■ **Problem**:
Give back all the data exactly as it was written.
___ Records supplied ___
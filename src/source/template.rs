//! Download URL templates.
//!
//! Catalog items describe their download links with placeholders, in either of
//! two spellings:
//!
//! ```text
//! ~/${tag}/naiveproxy-${tag}-${system}-${ARCHITECTURE}${suffix_name}
//! ~/{{ tag }}/Bitwarden-Portable-{{ tag[9:18] }}.exe
//! ```
//!
//! Recognized names are `tag` (alias `version`), `system`, `arch` (alias
//! `ARCHITECTURE`) and `suffix_name` (alias `suffix`). A `[a:b]` slice selects
//! characters `a..b` of the value, clamped to its length.

use crate::{Error, Result};
use regex::Regex;

const PLACEHOLDER_PATTERN: &str = r"\$\{\s*([A-Za-z_]+)\s*(?:\[(\d*):(\d*)\])?\s*\}|\{\{\s*([A-Za-z_]+)\s*(?:\[(\d*):(\d*)\])?\s*\}\}";

/// Values substituted into a template
#[derive(Clone, Copy, Debug)]
pub struct TemplateVars<'a> {
    /// Release tag or version
    pub tag: &'a str,
    /// Upstream system name
    pub system: &'a str,
    /// Upstream architecture name
    pub arch: &'a str,
    /// Artifact suffix
    pub suffix: &'a str,
}

impl<'a> TemplateVars<'a> {
    fn lookup(&self, name: &str) -> Option<&'a str> {
        match name {
            "tag" | "version" => Some(self.tag),
            "system" => Some(self.system),
            "arch" | "ARCHITECTURE" => Some(self.arch),
            "suffix_name" | "suffix" => Some(self.suffix),
            _ => None,
        }
    }
}

/// Substitute every placeholder of `template`
///
/// # Errors
///
/// [`Error::Template`] for unknown placeholder names and malformed slices.
pub fn render(template: &str, vars: &TemplateVars<'_>) -> Result<String> {
    let re = Regex::new(PLACEHOLDER_PATTERN)
        .map_err(|e| Error::Template(format!("invalid placeholder pattern: {}", e)))?;

    let mut out = String::with_capacity(template.len());
    let mut last = 0;

    for caps in re.captures_iter(template) {
        let Some(whole) = caps.get(0) else { continue };
        // Groups 1-3 belong to `${..}`, 4-6 to `{{ .. }}`
        let (name, start, end) = match caps.get(1) {
            Some(name) => (name.as_str(), caps.get(2), caps.get(3)),
            None => match caps.get(4) {
                Some(name) => (name.as_str(), caps.get(5), caps.get(6)),
                None => continue,
            },
        };

        let value = vars.lookup(name).ok_or_else(|| {
            Error::Template(format!("unknown placeholder '{}' in '{}'", name, template))
        })?;

        out.push_str(&template[last..whole.start()]);
        if whole.as_str().contains('[') {
            let start = parse_bound(start.map(|m| m.as_str()), 0, template)?;
            let end = parse_bound(end.map(|m| m.as_str()), usize::MAX, template)?;
            out.push_str(&slice_chars(value, start, end));
        } else {
            out.push_str(value);
        }
        last = whole.end();
    }
    out.push_str(&template[last..]);

    Ok(out)
}

/// Render `template` and require the result to be an absolute URL
pub fn render_url(template: &str, vars: &TemplateVars<'_>) -> Result<String> {
    let rendered = render(template, vars)?;
    ensure_url(&rendered)?;
    Ok(rendered)
}

/// Reject strings that do not parse as absolute URLs
pub fn ensure_url(candidate: &str) -> Result<()> {
    url::Url::parse(candidate)
        .map(|_| ())
        .map_err(|e| Error::Template(format!("'{}' is not a valid URL: {}", candidate, e)))
}

fn parse_bound(raw: Option<&str>, default: usize, template: &str) -> Result<usize> {
    match raw {
        None | Some("") => Ok(default),
        Some(digits) => digits
            .parse()
            .map_err(|_| Error::Template(format!("bad slice bound in '{}'", template))),
    }
}

fn slice_chars(value: &str, start: usize, end: usize) -> String {
    if start >= end {
        return String::new();
    }
    value.chars().skip(start).take(end - start).collect()
}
___
■ **Solution for this problem**:
filename src/source/template.rs
//! Download URL templates.
//!
//! Catalog items describe their download links with placeholders, in either of
//! two spellings:
//!
//! ```text
//! ~/${tag}/naiveproxy-${tag}-${system}-${ARCHITECTURE}${suffix_name}
//! ~/{{ tag }}/Bitwarden-Portable-{{ tag[9:18] }}.exe
//! ```
//!
//! Recognized names are `tag` (alias `version`), `system`, `arch` (alias
//! `ARCHITECTURE`) and `suffix_name` (alias `suffix`). A `[a:b]` slice selects
//! characters `a..b` of the value, clamped to its length.

use crate::{Error, Result};
use regex::Regex;

const PLACEHOLDER_PATTERN: &str = r"\$\{\s*([A-Za-z_]+)\s*(?:\[(\d*):(\d*)\])?\s*\}|\{\{\s*([A-Za-z_]+)\s*(?:\[(\d*):(\d*)\])?\s*\}\}";

/// Values substituted into a template
#[derive(Clone, Copy, Debug)]
pub struct TemplateVars<'a> {
    /// Release tag or version
    pub tag: &'a str,
    /// Upstream system name
    pub system: &'a str,
    /// Upstream architecture name
    pub arch: &'a str,
    /// Artifact suffix
    pub suffix: &'a str,
}

impl<'a> TemplateVars<'a> {
    fn lookup(&self, name: &str) -> Option<&'a str> {
        match name {
            "tag" | "version" => Some(self.tag),
            "system" => Some(self.system),
            "arch" | "ARCHITECTURE" => Some(self.arch),
            "suffix_name" | "suffix" => Some(self.suffix),
            _ => None,
        }
    }
}

/// Substitute every placeholder of `template`
///
/// # Errors
///
/// [`Error::Template`] for unknown placeholder names and malformed slices.
pub fn render(template: &str, vars: &TemplateVars<'_>) -> Result<String> {
    let re = Regex::new(PLACEHOLDER_PATTERN)
        .map_err(|e| Error::Template(format!("invalid placeholder pattern: {}", e)))?;

    let mut out = String::with_capacity(template.len());
    let mut last = 0;

    for caps in re.captures_iter(template) {
        let Some(whole) = caps.get(0) else { continue };
        // Groups 1-3 belong to `${..}`, 4-6 to `{{ .. }}`
        let (name, start, end) = match caps.get(1) {
            Some(name) => (name.as_str(), caps.get(2), caps.get(3)),
            None => match caps.get(4) {
                Some(name) => (name.as_str(), caps.get(5), caps.get(6)),
                None => continue,
            },
        };

        let value = vars.lookup(name).ok_or_else(|| {
            Error::Template(format!("unknown placeholder '{}' in '{}'", name, template))
        })?;

        out.push_str(&template[last..whole.start()]);
        if whole.as_str().contains('[') {
            let start = parse_bound(start.map(|m| m.as_str()), 0, template)?;
            let end = parse_bound(end.map(|m| m.as_str()), usize::MAX, template)?;
            out.push_str(&slice_chars(value, start, end));
        } else {
            out.push_str(value);
        }
        last = whole.end();
    }
    out.push_str(&template[last..]);

    Ok(out)
}

/// Render `template` and require the result to be an absolute URL
pub fn render_url(template: &str, vars: &TemplateVars<'_>) -> Result<String> {
    let rendered = render(template, vars)?;
    ensure_url(&rendered)?;
    Ok(rendered)
}

/// Reject strings that do not parse as absolute URLs
pub fn ensure_url(candidate: &str) -> Result<()> {
    url::Url::parse(candidate)
        .map(|_| ())
        .map_err(|e| Error::Template(format!("'{}' is not a valid URL: {}", candidate, e)))
}

fn parse_bound(raw: Option<&str>, default: usize, template: &str) -> Result<usize> {
    match raw {
        None | Some("") => Ok(default),
        Some(digits) => digits
            .parse()
            .map_err(|_| Error::Template(format!("bad slice bound in '{}'", template))),
    }
}

fn slice_chars(value: &str, start: usize, end: usize) -> String {
    if start >= end {
        return String::new();
    }
    value.chars().skip(start).take(end - start).collect()
}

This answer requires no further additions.